Mary Berry Raspberry and Coconut Cake is a British-style sponge cake made with desiccated coconut folded into a classic batter and raspberries scattered throughout. It is usually baked as a loaf or round cake and finished simply, allowing the flavours to speak for themselves.
Unsalted butter (softened) – 175 g
Caster sugar – 175 g
Eggs – 3 large
Self-raising flour – 175 g
Desiccated coconut – 75 g
Fresh or frozen raspberries – 150 g
Milk – 2 tablespoons
Vanilla extract – 1 teaspoon
Prepare the oven – Preheat to 180°C (160°C fan) and line the tin with parchment.

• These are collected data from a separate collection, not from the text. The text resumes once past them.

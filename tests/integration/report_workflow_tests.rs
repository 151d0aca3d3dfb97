/*!
 * End-to-end report generation: repository, provider, formatter and file output
 */

use std::sync::Arc;

use eventdesk::app_config::{Config, GenerationCommonConfig, ReportStyle};
use eventdesk::errors::{ProviderError, RecordError, ReportError};
use eventdesk::providers::mock::{CANNED_REPORT, MockProvider};
use eventdesk::{Controller, ReportMode, ReportService, Repository};

use crate::common::{create_event, create_supplier, create_temp_dir, deliverable, init_logging};

async fn seeded_repository() -> (Repository, i64) {
    let repository = Repository::new_in_memory().unwrap();
    let event = create_event(&repository, "Harbour Festival", 12_000.0).await;
    let stage = create_supplier(&repository, "stageworks").await;
    let sound = create_supplier(&repository, "soundco").await;

    repository
        .assign_supplier(
            event.id,
            stage.id,
            5_000.0,
            vec![deliverable("Main stage", 1, 4_200.0), deliverable("Barriers", 20, 25.0)],
        )
        .await
        .unwrap();
    repository
        .assign_supplier(event.id, sound.id, 3_500.0, vec![deliverable("PA system", 2, 1_200.0)])
        .await
        .unwrap();

    (repository, event.id)
}

#[tokio::test]
async fn test_generateEventReport_ai_shouldFormatProviderText() {
    init_logging();
    let (repository, event_id) = seeded_repository().await;
    let mock = MockProvider::working();
    let service = ReportService::new(repository, ReportStyle::default())
        .with_provider(Arc::new(mock.clone()), GenerationCommonConfig::default());

    let report = service.generate_event_report(event_id, ReportMode::Ai).await.unwrap();

    assert_eq!(report.text, CANNED_REPORT);
    assert_eq!(report.file_name, "event-report.docx");
    assert_eq!(report.document.section_headings(), vec!["Event Overview", "Budget", "Risks"]);
    assert!(report.bytes.starts_with(b"PK"));
    assert!(report.usage.is_some());

    let requests = mock.requests();
    assert_eq!(requests.len(), 1);
    assert!(requests[0].prompt.contains("Harbour Festival"));
    assert!(requests[0].prompt.contains("PA system"));
}

#[tokio::test]
async fn test_generateEventReport_offline_shouldNotCallProvider() {
    let (repository, event_id) = seeded_repository().await;
    let mock = MockProvider::working();
    let service = ReportService::new(repository, ReportStyle::default())
        .with_provider(Arc::new(mock.clone()), GenerationCommonConfig::default());

    let report = service
        .generate_event_report(event_id, ReportMode::Offline)
        .await
        .unwrap();

    assert_eq!(mock.request_count(), 0);
    assert!(report.usage.is_none());
    let headings = report.document.section_headings();
    assert_eq!(headings[0], "Event: Harbour Festival");
    assert!(headings.contains(&"Suppliers"));
    assert!(report.text.contains("$8,500.00"));
}

#[tokio::test]
async fn test_generateEventReport_providerFailure_shouldPropagateWithoutFallback() {
    let (repository, event_id) = seeded_repository().await;
    let service = ReportService::new(repository, ReportStyle::default())
        .with_provider(Arc::new(MockProvider::unauthorized()), GenerationCommonConfig::default());

    let err = service
        .generate_event_report(event_id, ReportMode::Ai)
        .await
        .err()
        .unwrap();

    assert!(matches!(
        err,
        ReportError::Provider(ProviderError::AuthenticationError(_))
    ));
}

#[tokio::test]
async fn test_generateEventReport_emptyProviderText_shouldBeEmptyResponse() {
    let (repository, event_id) = seeded_repository().await;
    let service = ReportService::new(repository, ReportStyle::default())
        .with_provider(Arc::new(MockProvider::empty()), GenerationCommonConfig::default());

    let err = service
        .generate_event_report(event_id, ReportMode::Ai)
        .await
        .err()
        .unwrap();
    assert!(matches!(err, ReportError::Provider(ProviderError::EmptyResponse)));
}

#[tokio::test]
async fn test_generateEventReport_unknownEvent_shouldBeNotFound() {
    let (repository, _) = seeded_repository().await;
    let service = ReportService::new(repository, ReportStyle::default());

    let err = service
        .generate_event_report(404, ReportMode::Offline)
        .await
        .err()
        .unwrap();
    assert!(matches!(
        err,
        ReportError::Record(RecordError::NotFound { entity: "event", .. })
    ));
}

#[tokio::test]
async fn test_controller_eventReport_shouldRespectForceFlag() {
    let (repository, event_id) = seeded_repository().await;
    let mock = MockProvider::working();
    let controller = Controller::with_repository(Config::default(), repository).with_provider(Arc::new(mock.clone()));
    let out = create_temp_dir().unwrap();
    let out_dir = Some(out.path().to_path_buf());

    let first = controller
        .run_event_report(event_id, ReportMode::Ai, out_dir.clone(), false)
        .await
        .unwrap()
        .unwrap();
    assert_eq!(first.file_name().unwrap(), "harbour-festival-event-report.docx");

    let skipped = controller
        .run_event_report(event_id, ReportMode::Ai, out_dir.clone(), false)
        .await
        .unwrap();
    assert!(skipped.is_none());
    assert_eq!(mock.request_count(), 1);

    let forced = controller
        .run_event_report(event_id, ReportMode::Ai, out_dir, true)
        .await
        .unwrap();
    assert_eq!(forced, Some(first));
    assert_eq!(mock.request_count(), 2);
}

#[tokio::test]
async fn test_controller_overviewReport_shouldListEveryEvent() {
    let (repository, _) = seeded_repository().await;
    create_event(&repository, "Winter Market", 4_000.0).await;
    let controller = Controller::with_repository(Config::default(), repository.clone());
    let out = create_temp_dir().unwrap();

    let path = controller
        .run_overview_report(Some(out.path().to_path_buf()), false)
        .await
        .unwrap()
        .unwrap();
    assert_eq!(path.file_name().unwrap(), "events-overview.docx");

    let report = ReportService::new(repository, ReportStyle::default())
        .generate_overview_report()
        .await
        .unwrap();
    let headings = report.document.section_headings();
    assert_eq!(headings[0], "Overall Statistics");
    assert!(headings.contains(&"Harbour Festival"));
    assert!(headings.contains(&"Winter Market"));
}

Cream butter and sugar – Beat until pale and fluffy to build a light base.
Add eggs gradually – Mix one at a time, keeping the batter smooth.
Stir in vanilla – Add gently for even flavour.
Fold in dry ingredients – Add flour and desiccated coconut, folding lightly.
Prepare raspberries – Toss lightly in a teaspoon of flour to prevent sinking.
Combine gently – Fold raspberries into the batter carefully.
Bake steadily – Bake for 45–50 minutes until golden and a skewer comes out clean.
Cool properly – Leave briefly in the tin, then cool fully on a rack.